I resisted the urge to roll my eyes. Barely. “Yeah. This morning. Got the list.”
“Good. Because if you don’t, I’m sleeping on the couch, and if I’m sleeping on the couch, I’m making your life hell.”
“Noted.”
“She wants quality. Not some bullshit from a big box store.”
“There a flower shop in Raleigh that meets her standards?”
Scout pulled out his phone, tapped a few times, then showed me the screen. “Jewel found this place. ‘Lena’s Blooms.’ Downtown. Owner’s supposed to be some kind of artist with flowers. Jewel saw pictures online, lost her shit over the arrangements.”
I studied the address. Small shop, locally owned. Probably some hippie chick who smelled like patchouli and talked about plant energy.
“Fine. I’ll check it out.”
“And Reaper?” Scout’s voice dropped. “Be nice. Jewel likes this place. Don’t scare the owner.”
I raised an eyebrow. “I’m always nice.”
“You’re a six-five wall of muscle and murder who looks like you eat nails for breakfast. Try smiling.”
“I smile.”
“Smiling without looking like you’re about to kill someone.”
I stood. “I’ll get your fucking flowers, Scout. Jewel will be happy. You’ll get laid. Everyone wins.”
He flipped me off as I left.
* * *
By ten a.m., I was on my bike—a custom Harley Davidson Fat Boy, blacked out, with an engine that purred like a predator. I’d built her myself in the compound garage, every piece chosen for performance and reliability. She was the only woman I’d ever needed.

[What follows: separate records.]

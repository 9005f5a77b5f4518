//! Configuration for a game session.

use std::path::PathBuf;

use ea_core::SeededRolls;

/// Script fired once at startup unless overridden.
pub const DEFAULT_SCRIPT_PATH: &str = "scripts/npc_behavior.py";

/// Physics step per loop iteration (60 FPS).
pub const DEFAULT_DELTA_TIME: f32 = 0.016;

/// Configuration for a game session.
#[derive(Debug, Clone)]
pub struct GameConfig {
    /// RNG seed for reproducible mission rolls. `None` seeds from the OS.
    pub seed: Option<u64>,
    /// Path handed to the script runner during initialization.
    pub script_path: PathBuf,
    /// Seconds passed to the physics engine on every simulate call.
    pub delta_time: f32,
}

impl Default for GameConfig {
    fn default() -> Self {
        Self {
            seed: None,
            script_path: PathBuf::from(DEFAULT_SCRIPT_PATH),
            delta_time: DEFAULT_DELTA_TIME,
        }
    }
}

impl GameConfig {
    /// Set the RNG seed.
    pub fn with_seed(mut self, seed: u64) -> Self {
        self.seed = Some(seed);
        self
    }

    /// Set the startup script path.
    pub fn with_script_path(mut self, path: impl Into<PathBuf>) -> Self {
        self.script_path = path.into();
        self
    }

    /// Set the physics delta. Negative or non-finite values fall back to the default.
    pub fn with_delta_time(mut self, seconds: f32) -> Self {
        self.delta_time = if seconds.is_finite() && seconds >= 0.0 {
            seconds
        } else {
            DEFAULT_DELTA_TIME
        };
        self
    }

    /// Build the roll source described by this config.
    pub fn roll_source(&self) -> SeededRolls {
        match self.seed {
            Some(seed) => SeededRolls::from_seed_u64(seed),
            None => SeededRolls::from_entropy(),
        }
    }
}
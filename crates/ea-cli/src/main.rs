//! Console frontend for Empire's Ascent.

mod play;

use std::path::PathBuf;
use std::process;

use clap::Parser;
use colored::Colorize;
use tracing_subscriber::EnvFilter;
use tracing_subscriber::layer::SubscriberExt;
use tracing_subscriber::util::SubscriberInitExt;

use ea_engine::collab::script::DEFAULT_INTERPRETER;
use ea_engine::config::{DEFAULT_DELTA_TIME, DEFAULT_SCRIPT_PATH};

#[derive(Parser)]
#[command(
    name = "empires-ascent",
    about = "Empire's Ascent: rise through the ranks one mission at a time",
    version
)]
struct Cli {
    /// RNG seed for reproducible mission rolls
    #[arg(short, long)]
    seed: Option<u64>,

    /// Script run once at startup
    #[arg(long, default_value = DEFAULT_SCRIPT_PATH)]
    script: PathBuf,

    /// Program used to run the startup script
    #[arg(long, default_value = DEFAULT_INTERPRETER)]
    interpreter: PathBuf,

    /// Do not run the startup script
    #[arg(long)]
    no_script: bool,

    /// Seconds of physics simulated per loop iteration
    #[arg(long, default_value_t = DEFAULT_DELTA_TIME)]
    delta_time: f32,
}

fn main() {
    let cli = Cli::parse();
    init_tracing();

    let options = play::Options {
        seed: cli.seed,
        script: cli.script,
        interpreter: cli.interpreter,
        run_script: !cli.no_script,
        delta_time: cli.delta_time,
    };

    if let Err(e) = play::run(options) {
        eprintln!("{} {e}", "error:".red().bold());
        process::exit(1);
    }
}

/// Log to stderr so stdout carries only the game itself.
fn init_tracing() {
    let filter = EnvFilter::try_from_default_env().unwrap_or_else(|_| EnvFilter::new("info"));
    tracing_subscriber::registry()
        .with(filter)
        .with(
            tracing_subscriber::fmt::layer()
                .with_writer(std::io::stderr)
                .without_time()
                .with_target(false),
        )
        .init();
}
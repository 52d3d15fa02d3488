/*!
 # Connection setup

 Before the scheduler starts, the menorah joins the network while the
 candles run a loading animation. Both run concurrently on one task and the
 animation stops as soon as the join succeeds or gives up. When a fatal
 condition stops the menorah, [`signal_distress`] blinks every candle forever.
*/

use std::convert::Infallible;
use std::future::Future;
use std::time::Duration;
use tokio::net::TcpStream;
use tokio::sync::watch;
use tokio::time;
use tracing::{debug, error, info, instrument, warn};

use crate::display::{DisplaySink, CANDLE_COUNT};
use crate::{Error, Result};

/// Progress of the network join
#[derive(Debug, Clone, Copy, PartialEq, Eq)]
pub enum SetupStatus {
    Connecting,
    Connected,
    Failed,
}

/// Something that can be brought up before the schedule is fetched
pub trait NetworkLink: Send {
    /// Makes one connection attempt
    fn connect(&mut self) -> impl Future<Output = Result<()>> + Send;
}

/// Bounded retry budget for the network join
#[derive(Debug, Clone, Copy, PartialEq, Eq)]
pub struct RetryPolicy {
    /// Total attempts, including the first
    pub attempts: u32,
    /// Pause between attempts
    pub delay: Duration,
}

impl Default for RetryPolicy {
    fn default() -> Self {
        Self {
            attempts: 5,
            delay: Duration::from_secs(5),
        }
    }
}

/// Checks connectivity by opening a TCP connection to a host
#[derive(Debug, Clone)]
pub struct TcpProbe {
    host: String,
    port: u16,
    timeout: Duration,
}

impl TcpProbe {
    /// Probe for `host:port`, giving up on each attempt after `timeout`
    pub fn new(host: impl Into<String>, port: u16, timeout: Duration) -> Self {
        Self {
            host: host.into(),
            port,
            timeout,
        }
    }
}

impl NetworkLink for TcpProbe {
    fn connect(&mut self) -> impl Future<Output = Result<()>> + Send {
        let address = format!("{}:{}", self.host, self.port);
        let timeout = self.timeout;
        async move {
            match time::timeout(timeout, TcpStream::connect(&address)).await {
                Ok(Ok(_stream)) => {
                    debug!("Reached {}", address);
                    Ok(())
                }
                Ok(Err(e)) => Err(Error::Io(e)),
                Err(_) => Err(Error::Io(std::io::Error::new(
                    std::io::ErrorKind::TimedOut,
                    format!("connecting to {} timed out", address),
                ))),
            }
        }
    }
}

/// Joins the network with retries, publishing progress on `status`
#[instrument(skip(link, status))]
pub async fn connect_with_retry<L: NetworkLink>(
    link: &mut L,
    policy: RetryPolicy,
    status: &watch::Sender<SetupStatus>,
) -> Result<()> {
    let attempts = policy.attempts.max(1);
    for attempt in 1..=attempts {
        match link.connect().await {
            Ok(()) => {
                info!("Network connected (attempt {}/{})", attempt, attempts);
                status.send_replace(SetupStatus::Connected);
                return Ok(());
            }
            Err(e) => {
                warn!("Could not connect (attempt {}/{}): {}", attempt, attempts, e);
                if attempt < attempts {
                    debug!("Retrying in {:?}", policy.delay);
                    time::sleep(policy.delay).await;
                }
            }
        }
    }

    error!("Network unavailable after {} attempts", attempts);
    status.send_replace(SetupStatus::Failed);
    Err(Error::NetworkUnavailable { attempts })
}

/// Loading animation frames: (candles lit, shamash lit).
///
/// The fifth frame adds the shamash to the first four candles.
pub const LOADING_SEQUENCE: [(u8, bool); 9] = [
    (1, false),
    (2, false),
    (3, false),
    (4, false),
    (4, true),
    (5, true),
    (6, true),
    (7, true),
    (8, true),
];

/// Cycles the loading animation until `status` leaves `Connecting`
pub async fn display_loading<D: DisplaySink>(
    display: &mut D,
    mut status: watch::Receiver<SetupStatus>,
    interval: Duration,
) -> Result<()> {
    loop {
        for &(count, shamash) in &LOADING_SEQUENCE {
            if *status.borrow_and_update() != SetupStatus::Connecting {
                return Ok(());
            }
            display.set_lit(count, shamash)?;

            tokio::select! {
                _ = time::sleep(interval) => {}
                // A closed channel means the join side is gone
                changed = status.changed() => if changed.is_err() {
                    return Ok(());
                },
            }
        }
    }
}

/// Joins the network while animating `display`.
///
/// Returns once both the join and the animation have finished, so the
/// display is free for the scheduler afterwards.
#[instrument(skip(display, link))]
pub async fn run_setup<D: DisplaySink, L: NetworkLink>(
    display: &mut D,
    link: &mut L,
    policy: RetryPolicy,
    loading_interval: Duration,
) -> Result<()> {
    let (status_tx, status_rx) = watch::channel(SetupStatus::Connecting);

    let animation = display_loading(display, status_rx, loading_interval);
    let join = connect_with_retry(link, policy, &status_tx);
    let (animation, join) = tokio::join!(animation, join);

    // The join outcome wins: it explains why the animation stopped
    join?;
    animation?;
    display.clear()?;
    Ok(())
}

/// Blinks all candles and the shamash forever as a visual error report
pub async fn signal_distress<D: DisplaySink>(display: &mut D, cadence: Duration) -> Result<Infallible> {
    error!("Fatal error, signalling distress");
    loop {
        display.set_lit(CANDLE_COUNT, true)?;
        time::sleep(cadence).await;
        display.clear()?;
        time::sleep(cadence).await;
    }
}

Until now, apparently, I needed flowers.
I pulled out of the compound gates, nodding to the prospect on guard duty, and headed into Raleigh. The Texas sun was already climbing, promising another scorcher. I kept my speed steady, my mind running through the day’s tasks. Flowers first, then the developer, then the shipment tonight with Tiny.
The town rolled past—small, dusty, the kind of place where everyone knew everyone and strangers stood out. We’d chosen Raleigh specifically for that reason. Easier to control, easier to protect.
Downtown was a strip of old brick buildings, mom-and-pop shops, a diner that served the best chicken fried steak in the state. I spotted the flower shop wedged between a bookstore and a coffee house. Lena’s Blooms in hand-painted letters on the window, flower boxes overflowing with color.
Quaint. Delicate. Completely out of my element.
I parked the bike, killed the engine, and sat for a moment. Through the shop window, I could see movement—someone working inside, surrounded by flowers and greenery. The place looked like something out of a fairy tale, all soft and pretty.
I was a man built for war, not gardens.
But orders were orders, and Jewel wanted her flowers.
I swung off the bike, adjusted my cut, and headed for the door. The bell above it chimed as I pushed inside, and the scent hit me immediately—roses, something sweet I couldn’t name, earth and green growing things.
And then I saw her.
Small. Delicate. Bent over an arrangement with her back to me, crimson hair catching the light like fire.
She turned.
Green eyes. Freckles. A face that belonged in a Renaissance painting.
And just like that, everything fucking changed.